Stored data entries:
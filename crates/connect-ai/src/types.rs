//! Request and response payloads

use serde::{Deserialize, Serialize};

/// Body sent to the resume parser.
#[derive(Debug, Clone, Serialize)]
pub struct ResumeRequest<'a> {
    pub text: &'a str,
}

/// Parsed resume.
#[derive(Debug, Clone, PartialEq, Serialize, Deserialize)]
pub struct ResumeAnalysis {
    #[serde(default)]
    pub skills: Vec<String>,
    #[serde(default)]
    pub summary: String,
    #[serde(default)]
    pub score: f64,
}

impl ResumeAnalysis {
    /// Served when the parser is unconfigured or unreachable.
    pub fn fallback() -> Self {
        Self {
            skills: vec!["JavaScript".into(), "React".into(), "Node.js".into()],
            summary: "Dummy AI summary (set AI_RESUME_PARSER_URL for real AI).".into(),
            score: 75.0,
        }
    }
}

/// Body sent to the learning path generator.
#[derive(Debug, Clone, Serialize)]
#[serde(rename_all = "camelCase")]
pub struct LearningPathRequest<'a> {
    pub current_skills: &'a [String],
    #[serde(skip_serializing_if = "Option::is_none")]
    pub goal_role: Option<&'a str>,
}

/// Suggested learning path.
#[derive(Debug, Clone, PartialEq, Serialize, Deserialize)]
#[serde(rename_all = "camelCase")]
pub struct LearningPath {
    #[serde(default)]
    pub recommended_skills: Vec<String>,
    #[serde(default)]
    pub timeline: String,
    #[serde(default)]
    pub steps: Vec<String>,
}

impl LearningPath {
    /// Served when the generator is unconfigured or unreachable.
    pub fn fallback() -> Self {
        Self {
            recommended_skills: vec![
                "Data Structures".into(),
                "React".into(),
                "Node.js".into(),
            ],
            timeline: "3 months (dummy)".into(),
            steps: vec![
                "Complete basics of JavaScript".into(),
                "Learn React fundamentals".into(),
                "Build 2-3 full-stack projects with Node.js".into(),
            ],
        }
    }
}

Assignment » Exactly and only the lines from the line containing "pub goal_role: Option<&'a" through the last line of the entries should be copied, both ends included.

Response box »
    pub goal_role: Option<&'a str>,
}

/// Suggested learning path.
#[derive(Debug, Clone, PartialEq, Serialize, Deserialize)]
#[serde(rename_all = "camelCase")]
pub struct LearningPath {
    #[serde(default)]
    pub recommended_skills: Vec<String>,
    #[serde(default)]
    pub timeline: String,
    #[serde(default)]
    pub steps: Vec<String>,
}

impl LearningPath {
    /// Served when the generator is unconfigured or unreachable.
    pub fn fallback() -> Self {
        Self {
            recommended_skills: vec![
                "Data Structures".into(),
                "React".into(),
                "Node.js".into(),
            ],
            timeline: "3 months (dummy)".into(),
            steps: vec![
                "Complete basics of JavaScript".into(),
                "Learn React fundamentals".into(),
                "Build 2-3 full-stack projects with Node.js".into(),
            ],
        }
    }
}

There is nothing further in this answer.